**Task objective**
Using the records below, copy every line that holds the string "even".

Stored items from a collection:
++++

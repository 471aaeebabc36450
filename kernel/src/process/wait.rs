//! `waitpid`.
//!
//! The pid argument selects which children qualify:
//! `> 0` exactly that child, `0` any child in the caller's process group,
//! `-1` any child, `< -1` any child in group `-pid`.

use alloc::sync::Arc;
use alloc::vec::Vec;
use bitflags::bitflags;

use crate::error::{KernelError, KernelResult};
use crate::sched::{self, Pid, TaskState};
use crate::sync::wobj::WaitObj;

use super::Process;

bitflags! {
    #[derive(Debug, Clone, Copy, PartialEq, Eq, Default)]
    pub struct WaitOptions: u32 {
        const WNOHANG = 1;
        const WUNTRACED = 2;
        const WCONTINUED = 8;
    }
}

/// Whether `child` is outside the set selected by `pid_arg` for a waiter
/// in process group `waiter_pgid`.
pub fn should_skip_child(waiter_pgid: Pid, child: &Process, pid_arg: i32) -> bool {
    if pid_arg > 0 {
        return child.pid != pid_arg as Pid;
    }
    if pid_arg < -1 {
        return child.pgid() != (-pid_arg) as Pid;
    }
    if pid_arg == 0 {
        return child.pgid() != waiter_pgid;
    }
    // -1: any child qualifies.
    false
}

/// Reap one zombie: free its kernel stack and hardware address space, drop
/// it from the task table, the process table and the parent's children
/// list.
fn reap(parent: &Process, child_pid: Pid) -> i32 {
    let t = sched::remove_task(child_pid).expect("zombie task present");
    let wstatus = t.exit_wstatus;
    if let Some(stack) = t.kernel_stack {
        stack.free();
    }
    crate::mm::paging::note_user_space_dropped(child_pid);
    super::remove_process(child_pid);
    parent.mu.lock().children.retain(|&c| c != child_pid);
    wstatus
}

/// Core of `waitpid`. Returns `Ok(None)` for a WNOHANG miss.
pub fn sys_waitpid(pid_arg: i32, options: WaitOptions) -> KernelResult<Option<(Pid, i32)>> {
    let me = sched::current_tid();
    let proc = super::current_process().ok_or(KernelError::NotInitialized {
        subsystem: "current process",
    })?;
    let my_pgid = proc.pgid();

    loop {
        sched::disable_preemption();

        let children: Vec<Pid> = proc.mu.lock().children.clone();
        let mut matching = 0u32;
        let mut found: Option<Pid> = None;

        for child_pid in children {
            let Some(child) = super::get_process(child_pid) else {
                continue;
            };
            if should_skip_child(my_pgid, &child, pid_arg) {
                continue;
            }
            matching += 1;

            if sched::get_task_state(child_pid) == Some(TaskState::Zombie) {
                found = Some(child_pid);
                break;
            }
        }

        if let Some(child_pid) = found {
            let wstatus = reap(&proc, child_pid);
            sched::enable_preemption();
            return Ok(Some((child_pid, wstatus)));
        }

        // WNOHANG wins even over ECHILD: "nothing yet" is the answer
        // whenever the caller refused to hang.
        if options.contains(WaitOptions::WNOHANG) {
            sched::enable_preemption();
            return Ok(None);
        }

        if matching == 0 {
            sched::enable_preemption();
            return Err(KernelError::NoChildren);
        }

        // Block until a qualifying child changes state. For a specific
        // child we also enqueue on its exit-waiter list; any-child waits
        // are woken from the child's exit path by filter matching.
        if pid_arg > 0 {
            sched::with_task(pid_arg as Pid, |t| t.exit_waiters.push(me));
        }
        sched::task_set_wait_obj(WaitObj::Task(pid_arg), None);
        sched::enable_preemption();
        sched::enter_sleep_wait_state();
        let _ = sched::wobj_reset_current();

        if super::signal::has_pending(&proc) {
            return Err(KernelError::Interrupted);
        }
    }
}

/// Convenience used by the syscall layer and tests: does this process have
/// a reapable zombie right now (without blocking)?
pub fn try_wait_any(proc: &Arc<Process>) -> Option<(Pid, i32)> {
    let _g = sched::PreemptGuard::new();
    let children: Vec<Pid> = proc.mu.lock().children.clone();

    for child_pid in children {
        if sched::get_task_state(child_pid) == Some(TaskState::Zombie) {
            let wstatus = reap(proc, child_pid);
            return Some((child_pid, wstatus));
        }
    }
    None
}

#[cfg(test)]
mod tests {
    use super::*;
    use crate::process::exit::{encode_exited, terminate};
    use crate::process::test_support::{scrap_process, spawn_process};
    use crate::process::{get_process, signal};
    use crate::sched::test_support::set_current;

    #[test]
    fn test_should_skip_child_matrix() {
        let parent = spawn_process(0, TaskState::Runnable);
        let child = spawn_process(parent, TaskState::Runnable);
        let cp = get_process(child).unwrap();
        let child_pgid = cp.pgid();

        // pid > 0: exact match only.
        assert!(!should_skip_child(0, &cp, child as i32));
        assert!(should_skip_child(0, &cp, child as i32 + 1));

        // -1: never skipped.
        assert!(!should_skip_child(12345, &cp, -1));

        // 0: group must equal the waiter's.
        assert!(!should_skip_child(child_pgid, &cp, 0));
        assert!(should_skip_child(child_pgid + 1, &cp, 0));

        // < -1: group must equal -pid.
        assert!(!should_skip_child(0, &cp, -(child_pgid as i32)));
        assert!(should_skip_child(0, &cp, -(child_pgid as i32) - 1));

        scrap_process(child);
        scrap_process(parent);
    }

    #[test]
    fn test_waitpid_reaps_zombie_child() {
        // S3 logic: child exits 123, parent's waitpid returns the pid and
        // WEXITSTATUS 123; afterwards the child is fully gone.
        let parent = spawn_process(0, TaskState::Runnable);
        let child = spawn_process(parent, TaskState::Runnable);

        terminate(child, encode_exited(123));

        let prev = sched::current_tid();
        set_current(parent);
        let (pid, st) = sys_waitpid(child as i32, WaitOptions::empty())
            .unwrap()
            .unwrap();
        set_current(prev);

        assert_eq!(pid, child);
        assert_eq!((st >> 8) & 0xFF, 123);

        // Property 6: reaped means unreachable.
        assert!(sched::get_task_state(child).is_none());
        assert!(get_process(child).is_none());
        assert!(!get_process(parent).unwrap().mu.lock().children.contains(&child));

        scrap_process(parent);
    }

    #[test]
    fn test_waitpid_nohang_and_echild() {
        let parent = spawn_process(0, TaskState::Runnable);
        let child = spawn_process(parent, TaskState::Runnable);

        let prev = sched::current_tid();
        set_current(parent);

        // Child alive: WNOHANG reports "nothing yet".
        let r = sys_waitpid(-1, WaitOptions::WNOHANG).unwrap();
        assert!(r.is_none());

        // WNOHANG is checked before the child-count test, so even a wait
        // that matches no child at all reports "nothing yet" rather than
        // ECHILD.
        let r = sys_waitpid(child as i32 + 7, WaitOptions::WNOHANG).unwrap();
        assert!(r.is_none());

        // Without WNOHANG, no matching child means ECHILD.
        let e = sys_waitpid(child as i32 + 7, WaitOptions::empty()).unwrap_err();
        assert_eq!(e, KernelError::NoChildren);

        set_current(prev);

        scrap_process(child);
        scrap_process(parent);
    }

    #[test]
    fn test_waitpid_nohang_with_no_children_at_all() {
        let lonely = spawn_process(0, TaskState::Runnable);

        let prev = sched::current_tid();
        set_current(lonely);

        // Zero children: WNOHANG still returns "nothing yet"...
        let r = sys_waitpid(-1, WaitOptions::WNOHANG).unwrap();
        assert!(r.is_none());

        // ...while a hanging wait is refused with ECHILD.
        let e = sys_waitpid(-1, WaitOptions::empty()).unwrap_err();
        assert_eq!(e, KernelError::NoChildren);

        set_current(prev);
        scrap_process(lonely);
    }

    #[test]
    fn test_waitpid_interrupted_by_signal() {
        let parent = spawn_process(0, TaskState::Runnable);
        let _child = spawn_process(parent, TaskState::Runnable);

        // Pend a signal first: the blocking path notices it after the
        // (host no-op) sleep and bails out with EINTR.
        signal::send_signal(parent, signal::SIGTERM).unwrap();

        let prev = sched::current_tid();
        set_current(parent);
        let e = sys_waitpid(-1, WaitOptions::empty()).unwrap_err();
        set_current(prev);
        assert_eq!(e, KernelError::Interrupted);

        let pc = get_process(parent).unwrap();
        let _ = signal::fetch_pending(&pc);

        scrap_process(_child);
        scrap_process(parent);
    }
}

++++

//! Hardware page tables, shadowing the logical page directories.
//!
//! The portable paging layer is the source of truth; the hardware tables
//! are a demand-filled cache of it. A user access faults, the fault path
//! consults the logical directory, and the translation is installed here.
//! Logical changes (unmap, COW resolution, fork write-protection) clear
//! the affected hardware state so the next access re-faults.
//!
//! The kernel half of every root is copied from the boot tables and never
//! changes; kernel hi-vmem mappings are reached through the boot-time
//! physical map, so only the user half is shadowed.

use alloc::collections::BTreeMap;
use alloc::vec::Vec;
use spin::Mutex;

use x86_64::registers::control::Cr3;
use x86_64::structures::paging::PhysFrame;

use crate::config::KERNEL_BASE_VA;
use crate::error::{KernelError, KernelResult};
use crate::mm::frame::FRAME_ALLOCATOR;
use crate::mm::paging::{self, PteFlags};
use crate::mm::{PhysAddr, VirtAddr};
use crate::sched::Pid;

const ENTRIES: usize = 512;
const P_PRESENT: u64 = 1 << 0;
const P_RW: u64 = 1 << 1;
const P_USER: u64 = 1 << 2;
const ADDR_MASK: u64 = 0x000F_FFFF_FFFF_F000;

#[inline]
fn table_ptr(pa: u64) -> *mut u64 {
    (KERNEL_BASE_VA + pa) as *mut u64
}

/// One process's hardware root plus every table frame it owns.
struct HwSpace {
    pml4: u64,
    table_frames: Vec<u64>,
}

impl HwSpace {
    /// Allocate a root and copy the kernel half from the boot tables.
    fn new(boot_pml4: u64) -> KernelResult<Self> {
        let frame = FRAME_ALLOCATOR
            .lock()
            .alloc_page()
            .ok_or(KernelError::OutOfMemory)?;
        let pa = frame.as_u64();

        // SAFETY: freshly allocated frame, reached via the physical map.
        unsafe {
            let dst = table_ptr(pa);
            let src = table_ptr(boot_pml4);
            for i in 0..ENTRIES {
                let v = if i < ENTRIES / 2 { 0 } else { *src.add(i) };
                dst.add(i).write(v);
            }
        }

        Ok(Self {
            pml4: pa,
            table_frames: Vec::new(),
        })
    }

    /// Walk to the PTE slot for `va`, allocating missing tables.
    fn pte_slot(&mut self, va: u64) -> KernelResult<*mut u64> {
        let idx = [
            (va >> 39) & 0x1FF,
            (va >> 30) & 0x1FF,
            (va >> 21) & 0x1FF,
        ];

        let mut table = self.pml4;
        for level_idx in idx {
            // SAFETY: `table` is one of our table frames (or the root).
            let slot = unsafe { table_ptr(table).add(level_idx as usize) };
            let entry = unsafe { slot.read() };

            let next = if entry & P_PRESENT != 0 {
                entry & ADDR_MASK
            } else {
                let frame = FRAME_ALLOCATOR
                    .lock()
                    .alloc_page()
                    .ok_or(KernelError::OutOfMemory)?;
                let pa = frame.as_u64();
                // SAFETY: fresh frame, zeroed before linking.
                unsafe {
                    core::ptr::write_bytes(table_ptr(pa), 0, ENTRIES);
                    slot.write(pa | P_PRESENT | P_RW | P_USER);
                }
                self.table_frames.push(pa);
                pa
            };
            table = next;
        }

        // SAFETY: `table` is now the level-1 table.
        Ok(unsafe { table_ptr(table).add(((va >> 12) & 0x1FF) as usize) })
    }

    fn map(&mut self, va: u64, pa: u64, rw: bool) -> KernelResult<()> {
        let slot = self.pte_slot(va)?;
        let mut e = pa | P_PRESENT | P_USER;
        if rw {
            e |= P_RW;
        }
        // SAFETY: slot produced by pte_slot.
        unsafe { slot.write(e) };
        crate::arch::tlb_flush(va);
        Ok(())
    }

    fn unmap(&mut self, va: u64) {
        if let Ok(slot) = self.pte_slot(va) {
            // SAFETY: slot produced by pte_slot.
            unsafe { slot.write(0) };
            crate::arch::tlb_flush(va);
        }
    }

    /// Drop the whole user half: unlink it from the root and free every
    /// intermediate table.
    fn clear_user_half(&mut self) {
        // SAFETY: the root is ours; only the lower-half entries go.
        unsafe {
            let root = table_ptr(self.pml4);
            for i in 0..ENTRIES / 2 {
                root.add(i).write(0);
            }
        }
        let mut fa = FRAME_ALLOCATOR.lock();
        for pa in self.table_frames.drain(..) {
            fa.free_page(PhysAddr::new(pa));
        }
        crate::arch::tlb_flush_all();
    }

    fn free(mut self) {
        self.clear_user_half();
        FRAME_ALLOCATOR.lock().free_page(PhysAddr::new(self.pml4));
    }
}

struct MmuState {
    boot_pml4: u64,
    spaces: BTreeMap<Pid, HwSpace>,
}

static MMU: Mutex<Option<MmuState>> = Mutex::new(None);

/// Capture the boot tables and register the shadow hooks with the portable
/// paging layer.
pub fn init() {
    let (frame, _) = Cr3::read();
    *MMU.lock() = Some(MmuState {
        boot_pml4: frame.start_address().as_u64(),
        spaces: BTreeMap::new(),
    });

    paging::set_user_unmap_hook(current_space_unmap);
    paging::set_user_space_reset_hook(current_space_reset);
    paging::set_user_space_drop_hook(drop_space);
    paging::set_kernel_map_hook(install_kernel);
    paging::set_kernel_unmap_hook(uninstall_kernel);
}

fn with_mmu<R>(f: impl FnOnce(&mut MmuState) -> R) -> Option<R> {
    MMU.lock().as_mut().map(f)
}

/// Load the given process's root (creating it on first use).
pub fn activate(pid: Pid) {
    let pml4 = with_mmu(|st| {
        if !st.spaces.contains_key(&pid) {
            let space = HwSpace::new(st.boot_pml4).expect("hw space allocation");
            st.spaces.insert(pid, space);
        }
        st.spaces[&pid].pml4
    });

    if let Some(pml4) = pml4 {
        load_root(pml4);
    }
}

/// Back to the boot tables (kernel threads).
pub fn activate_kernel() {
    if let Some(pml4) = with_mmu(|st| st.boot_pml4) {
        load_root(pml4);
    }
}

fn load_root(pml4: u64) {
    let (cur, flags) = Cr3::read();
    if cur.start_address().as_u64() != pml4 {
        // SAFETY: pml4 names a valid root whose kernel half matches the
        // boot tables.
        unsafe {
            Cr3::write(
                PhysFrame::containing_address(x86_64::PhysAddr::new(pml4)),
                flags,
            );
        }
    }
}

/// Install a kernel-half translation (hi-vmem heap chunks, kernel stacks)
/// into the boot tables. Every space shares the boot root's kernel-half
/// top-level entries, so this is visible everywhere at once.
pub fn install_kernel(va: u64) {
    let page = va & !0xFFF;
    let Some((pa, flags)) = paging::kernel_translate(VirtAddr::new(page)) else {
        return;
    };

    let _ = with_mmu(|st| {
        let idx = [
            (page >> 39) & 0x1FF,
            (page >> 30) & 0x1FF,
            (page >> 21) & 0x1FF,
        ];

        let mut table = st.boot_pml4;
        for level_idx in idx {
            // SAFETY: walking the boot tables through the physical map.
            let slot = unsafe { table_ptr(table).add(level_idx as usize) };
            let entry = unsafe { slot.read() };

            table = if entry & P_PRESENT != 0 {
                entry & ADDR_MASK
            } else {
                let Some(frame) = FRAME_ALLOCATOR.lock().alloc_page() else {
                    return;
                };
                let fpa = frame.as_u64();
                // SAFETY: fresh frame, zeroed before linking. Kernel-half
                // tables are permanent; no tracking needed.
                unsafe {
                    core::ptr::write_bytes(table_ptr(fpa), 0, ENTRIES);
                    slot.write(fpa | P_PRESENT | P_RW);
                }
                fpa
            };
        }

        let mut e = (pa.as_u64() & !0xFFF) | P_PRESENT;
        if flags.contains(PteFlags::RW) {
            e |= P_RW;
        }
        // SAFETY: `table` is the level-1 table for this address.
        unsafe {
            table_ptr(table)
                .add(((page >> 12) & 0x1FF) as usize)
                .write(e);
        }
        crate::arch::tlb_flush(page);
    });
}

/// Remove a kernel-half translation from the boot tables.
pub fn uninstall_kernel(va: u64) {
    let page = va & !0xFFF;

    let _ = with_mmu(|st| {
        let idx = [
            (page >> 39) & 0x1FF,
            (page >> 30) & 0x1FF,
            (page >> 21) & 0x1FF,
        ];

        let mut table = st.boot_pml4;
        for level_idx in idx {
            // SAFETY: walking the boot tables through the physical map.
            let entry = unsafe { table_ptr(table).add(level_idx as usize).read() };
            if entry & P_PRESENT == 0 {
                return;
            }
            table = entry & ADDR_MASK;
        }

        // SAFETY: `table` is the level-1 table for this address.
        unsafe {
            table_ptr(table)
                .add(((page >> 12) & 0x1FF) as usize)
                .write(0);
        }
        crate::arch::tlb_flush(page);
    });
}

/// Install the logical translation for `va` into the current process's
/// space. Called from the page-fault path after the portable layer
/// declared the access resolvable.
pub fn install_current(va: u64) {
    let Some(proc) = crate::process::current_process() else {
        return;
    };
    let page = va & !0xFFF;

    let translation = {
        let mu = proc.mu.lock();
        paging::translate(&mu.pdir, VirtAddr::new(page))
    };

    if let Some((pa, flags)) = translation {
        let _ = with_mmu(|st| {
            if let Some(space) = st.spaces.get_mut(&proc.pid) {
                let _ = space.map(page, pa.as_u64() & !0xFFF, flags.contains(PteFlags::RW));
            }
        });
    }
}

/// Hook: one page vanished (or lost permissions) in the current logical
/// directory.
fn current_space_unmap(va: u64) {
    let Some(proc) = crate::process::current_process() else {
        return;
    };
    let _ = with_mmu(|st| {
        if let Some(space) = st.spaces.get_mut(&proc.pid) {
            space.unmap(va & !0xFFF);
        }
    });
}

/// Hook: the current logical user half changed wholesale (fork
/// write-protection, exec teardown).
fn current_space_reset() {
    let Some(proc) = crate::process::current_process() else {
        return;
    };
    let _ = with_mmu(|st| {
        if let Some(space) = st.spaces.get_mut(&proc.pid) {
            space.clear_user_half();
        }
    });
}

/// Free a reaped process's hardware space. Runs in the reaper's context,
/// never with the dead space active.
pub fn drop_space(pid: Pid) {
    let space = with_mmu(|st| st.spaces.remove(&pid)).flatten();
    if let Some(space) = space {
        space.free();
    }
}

++++

**Answer section**
        // WNOHANG wins even over ECHILD: "nothing yet" is the answer
        // WNOHANG is checked before the child-count test, so even a wait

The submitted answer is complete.